Send is called from a core function dispatch:
function dispatch(opName, control, ...zeroCopy) {
return send(opsCache[opName], control, ...zeroCopy);
}
Send function is called for every op dispatch i.e. send function gets called one time for every low-level op.
Recv is only called during initialization with a callback:
recv(handleAsyncMsgFromRust);
Recv is called only one, and the purpose of recv is to save the reference of the callback function.

Rust space

Both send and recv functions are part of Deno. They're implemented in Rust.

Send

Here is the code for the send function:
fn send<'s>(
scope: &mut v8::HandleScope<'s>,
args: v8::FunctionCallbackArguments,
mut rv: v8::ReturnValue,
) {
let state_rc = JsRuntime::state(scope);
let state = state_rc.borrow_mut();
let op_id = match v8::Local::<v8::Integer>::try_from(args.get(0))
.map_err(AnyError::from)
.and_then(|l| OpId::try_from(l.value()).map_err(AnyError::from))
{
Ok(op_id) => {
debug!("send id={}", op_id);
op_id},
Err(err) => {
let msg = format!("invalid op id: {}", err);
let msg = v8::String::new(scope, &msg).unwrap();
let exc = v8::Exception::type_error(scope, msg);
scope.throw_exception(exc);
return;
}
};
let buf_iter = (1..args.length()).map(|idx| {
v8::Local::<v8::ArrayBufferView>::try_from(args.get(idx))
.map(|view| ZeroCopyBuf::new(scope, view))
.map_err(|err| {
let msg = format!("Invalid argument at position {}: {}", idx, err);
let msg = v8::String::new(scope, &msg).unwrap();
v8::Exception::type_error(scope, msg)
})
});
let bufs = match buf_iter.collect::<Result<_, _>>() {
Ok(bufs) => bufs,
Err(exc) => {
scope.throw_exception(exc);
return;
}
};
let op = OpTable::route_op(op_id, state.op_state.clone(), bufs);
assert_eq!(state.shared.size(), 0);
match op {
Op::Sync(buf) if !buf.is_empty() => {
rv.set(boxed_slice_to_uint8array(scope, buf).into());
}
Op::Sync(_) => {}
Op::Async(fut) => {
let fut2 = fut.map(move |buf| (op_id, buf));
state.pending_ops.push(fut2.boxed_local());
state.have_unpolled_ops.set(true);
}
Op::AsyncUnref(fut) => {
let fut2 = fut.map(move |buf| (op_id, buf));
state.pending_unref_ops.push(fut2.boxed_local());
state.have_unpolled_ops.set(true);
}
Op::NotFound => {
let msg = format!("Unknown op id: {}", op_id);
let msg = v8::String::new(scope, &msg).unwrap();
let exc = v8::Exception::type_error(scope, msg);
scope.throw_exception(exc);
}
}
}
It'd make more sense to understand send function when ops are discussed in chapter 6. For now, we'll just list down the steps briefly:
  • Get op id (this came from JS space)
  • Route op
  • Process op response
    • Sync op: return result immediately
    • Async op: save future for polling
If it's an async op, the response would go later.

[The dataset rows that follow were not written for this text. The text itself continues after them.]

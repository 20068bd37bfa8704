//! YAML design specifications.
//!
//! The spec file is the contract between the agent and the synthesis flow:
//! module name, ports, parameters, clock period and tech node. It also
//! derives the SDC constraints and a Verilog module signature.

use chrono::Utc;
use serde::{Deserialize, Serialize};
use serde_yaml::{Mapping, Value};

use crate::error::{CoreError, Result};

/// Input port names recognized as clocks.
const CLOCK_NAMES: [&str; 3] = ["clk", "clock", "clk_i"];

#[derive(Debug, Clone, Serialize, Deserialize, PartialEq)]
pub struct PortSpec {
    pub name: String,
    /// "input" or "output".
    pub direction: String,
    #[serde(default = "default_port_type")]
    pub r#type: String,
    /// Bit width; `None` for single-bit scalars.
    #[serde(default, skip_serializing_if = "Option::is_none")]
    pub width: Option<u32>,
    #[serde(default, skip_serializing_if = "String::is_empty")]
    pub description: String,
}

fn default_port_type() -> String {
    "logic".to_string()
}

#[derive(Debug, Clone, Serialize, Deserialize)]
pub struct DesignSpec {
    pub module_name: String,
    pub description: String,
    pub tech_node: String,
    pub clock_period_ns: f64,
    pub ports: Vec<PortSpec>,
    #[serde(default)]
    pub parameters: Vec<(String, String)>,
    pub created_at: String,
}

impl DesignSpec {
    pub fn new(module_name: &str, description: &str) -> Self {
        Self {
            module_name: module_name.to_string(),
            description: description.to_string(),
            tech_node: "SkyWater 130HD".to_string(),
            clock_period_ns: 10.0,
            ports: Vec::new(),
            parameters: Vec::new(),
            created_at: Utc::now().to_rfc3339(),
        }
    }

    /// Workspace filename convention: `<module>_spec.yaml`.
    pub fn filename(&self) -> String {
        format!("{}_spec.yaml", self.module_name)
    }

    /// The clock input, when the spec declares one by a recognized name.
    pub fn clock_port(&self) -> Option<&PortSpec> {
        self.ports.iter().find(|p| {
            p.direction == "input" && CLOCK_NAMES.contains(&p.name.to_ascii_lowercase().as_str())
        })
    }

    /// SDC constraints derived from the spec.
    pub fn generate_sdc(&self) -> String {
        let clock = self
            .clock_port()
            .map(|p| p.name.as_str())
            .unwrap_or("clk");
        format!(
            "create_clock -period {} [get_ports {}]\n",
            self.clock_period_ns, clock
        )
    }

    /// Verilog module signature derived from ports and parameters.
    pub fn module_signature(&self) -> String {
        let param_str = if self.parameters.is_empty() {
            String::new()
        } else {
            let list: Vec<String> = self
                .parameters
                .iter()
                .map(|(k, v)| format!("parameter {} = {}", k, v))
                .collect();
            format!(" #(\n    {}\n)", list.join(",\n    "))
        };

        let port_lines: Vec<String> = self
            .ports
            .iter()
            .map(|p| {
                let width = match p.width {
                    Some(w) if w > 1 => format!("[{}:0] ", w - 1),
                    _ => String::new(),
                };
                format!("    {} {} {}{}", p.direction, p.r#type, width, p.name)
            })
            .collect();

        format!(
            "module {}{} (\n{}\n);",
            self.module_name,
            param_str,
            port_lines.join(",\n")
        )
    }

    /// Render as the YAML document shape the flow expects: one top-level key
    /// (the module name) holding the spec body.
    pub fn to_yaml(&self) -> Result<String> {
        let mut body = Mapping::new();
        body.insert("description".into(), self.description.clone().into());
        body.insert("tech_node".into(), self.tech_node.clone().into());
        body.insert(
            "clock_period".into(),
            format!("{}ns", self.clock_period_ns).into(),
        );

        let ports: Vec<Value> = self
            .ports
            .iter()
            .map(|p| serde_yaml::to_value(p).unwrap_or(Value::Null))
            .collect();
        body.insert("ports".into(), Value::Sequence(ports));

        if !self.parameters.is_empty() {
            let mut params = Mapping::new();
            for (k, v) in &self.parameters {
                params.insert(k.clone().into(), v.clone().into());
            }
            body.insert("parameters".into(), Value::Mapping(params));
        }

        body.insert("module_signature".into(), self.module_signature().into());
        body.insert("created_at".into(), self.created_at.clone().into());

        let mut doc = Mapping::new();
        doc.insert(self.module_name.clone().into(), Value::Mapping(body));
        serde_yaml::to_string(&Value::Mapping(doc))
            .map_err(|e| CoreError::BadArgs(format!("spec serialization failed: {}", e)))
    }

    /// Parse the YAML document shape back into a spec.
    pub fn parse_yaml(yaml: &str) -> Result<Self> {
        let doc: Value = serde_yaml::from_str(yaml)
            .map_err(|e| CoreError::BadArgs(format!("invalid YAML: {}", e)))?;
        let Value::Mapping(doc) = doc else {
            return Err(CoreError::BadArgs("spec must be a YAML mapping".into()));
        };
        let (module_key, body) = doc
            .into_iter()
            .next()
            .ok_or_else(|| CoreError::BadArgs("empty spec document".into()))?;
        let module_name = module_key
            .as_str()
            .ok_or_else(|| CoreError::BadArgs("module name must be a string".into()))?
            .to_string();
        let Value::Mapping(body) = body else {
            return Err(CoreError::BadArgs("spec body must be a mapping".into()));
        };

        let get_str = |key: &str| -> Option<String> {
            body.get(Value::from(key))
                .and_then(Value::as_str)
                .map(str::to_string)
        };

        let clock_period_ns = get_str("clock_period")
            .map(|s| s.trim_end_matches("ns").trim().to_string())
            .and_then(|s| s.parse::<f64>().ok())
            .unwrap_or(10.0);

        let ports = body
            .get(Value::from("ports"))
            .and_then(Value::as_sequence)
            .map(|seq| {
                seq.iter()
                    .filter_map(|v| serde_yaml::from_value::<PortSpec>(v.clone()).ok())
                    .collect()
            })
            .unwrap_or_default();

        let parameters = body
            .get(Value::from("parameters"))
            .and_then(Value::as_mapping)
            .map(|m| {
                m.iter()
                    .filter_map(|(k, v)| {
                        let key = k.as_str()?.to_string();
                        let val = match v {
                            Value::String(s) => s.clone(),
                            other => serde_yaml::to_string(other)
                                .unwrap_or_default()
                                .trim()
                                .to_string(),
                        };
                        Some((key, val))
                    })
                    .collect()
            })
            .unwrap_or_default();

        Ok(Self {
            module_name,
            description: get_str("description").unwrap_or_default(),
            tech_node: get_str("tech_node").unwrap_or_else(|| "SkyWater 130HD".to_string()),
            clock_period_ns,
            ports,
            parameters,
            created_at: get_str("created_at").unwrap_or_else(|| Utc::now().to_rfc3339()),
        })
    }

    /// Validate the invariants synthesis relies on.
    pub fn validate(&self) -> Result<()> {
        if self.module_name.is_empty() {
            return Err(CoreError::BadArgs("spec module name is empty".into()));
        }
        if self.clock_period_ns <= 0.0 {
            return Err(CoreError::BadArgs(
                "spec clock period must be positive".into(),
            ));
        }
        for port in &self.ports {
            if port.direction != "input" && port.direction != "output" {
                return Err(CoreError::BadArgs(format!(
                    "port '{}' has invalid direction '{}'",
                    port.name, port.direction
                )));
            }
        }
        Ok(())
    }
}

#[cfg(test)]
mod tests {
    use super::*;

    fn counter_spec() -> DesignSpec {
        let mut spec = DesignSpec::new("counter", "4-bit synchronous counter");
        spec.ports = vec![
            PortSpec {
                name: "clk".into(),
                direction: "input".into(),
                r#type: "logic".into(),
                width: None,
                description: "clock".into(),
            },
            PortSpec {
                name: "rst".into(),
                direction: "input".into(),
                r#type: "logic".into(),
                width: None,
                description: String::new(),
            },
            PortSpec {
                name: "count".into(),
                direction: "output".into(),
                r#type: "logic".into(),
                width: Some(4),
                description: String::new(),
            },
        ];
        spec
    }

    #[test]
    fn yaml_round_trip() {
        let spec = counter_spec();
        let yaml = spec.to_yaml().unwrap();
        let parsed = DesignSpec::parse_yaml(&yaml).unwrap();
        assert_eq!(parsed.module_name, "counter");
        assert_eq!(parsed.clock_period_ns, 10.0);
        assert_eq!(parsed.ports.len(), 3);
        assert_eq!(parsed.ports[2].width, Some(4));
    }

    #[test]
    fn sdc_uses_declared_clock_port() {
        let spec = counter_spec();
        assert_eq!(
            spec.generate_sdc(),
            "create_clock -period 10 [get_ports clk]\n"
        );
    }

    #[test]
    fn signature_renders_widths() {
        let sig = counter_spec().module_signature();
        assert!(sig.starts_with("module counter ("));
        assert!(sig.contains("output logic [3:0] count"));
        assert!(sig.contains("input logic clk"));
    }

    #[test]
    fn clock_period_suffix_is_parsed() {
        let yaml = "adder:\n  description: add\n  clock_period: 2.5ns\n  ports: []\n";
        let spec = DesignSpec::parse_yaml(yaml).unwrap();
        assert_eq!(spec.clock_period_ns, 2.5);
    }

    #[test]
    fn validation_catches_bad_direction() {
        let mut spec = counter_spec();
        spec.ports[0].direction = "inout".into();
        assert!(spec.validate().is_err());
    }
}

Recv is one of the ways to send asynchronous responses later. The other more commonly used way is the shared queue. We'll see the shared queue shortly.

Recv

Here is the code for the recv function:
fn recv(
scope: &mut v8::HandleScope,
args: v8::FunctionCallbackArguments,
_rv: v8::ReturnValue,
) {
let state_rc = JsRuntime::state(scope);
let mut state = state_rc.borrow_mut();
let cb = match v8::Local::<v8::Function>::try_from(args.get(0)) {
Ok(cb) => cb,
Err(err) => return throw_type_error(scope, err.to_string()),
};
let slot = match &mut state.js_recv_cb {
slot @ None => slot,
_ => return throw_type_error(scope, "Deno.core.recv() already called"),
};
slot.replace(v8::Global::new(scope, cb));
}
Unlike it's name, the recv function is not the reverse of the send function. The purpose of recv function is to save the reference of the callback into the state. This callback would be called whenever there is a response to be sent to V8/JS.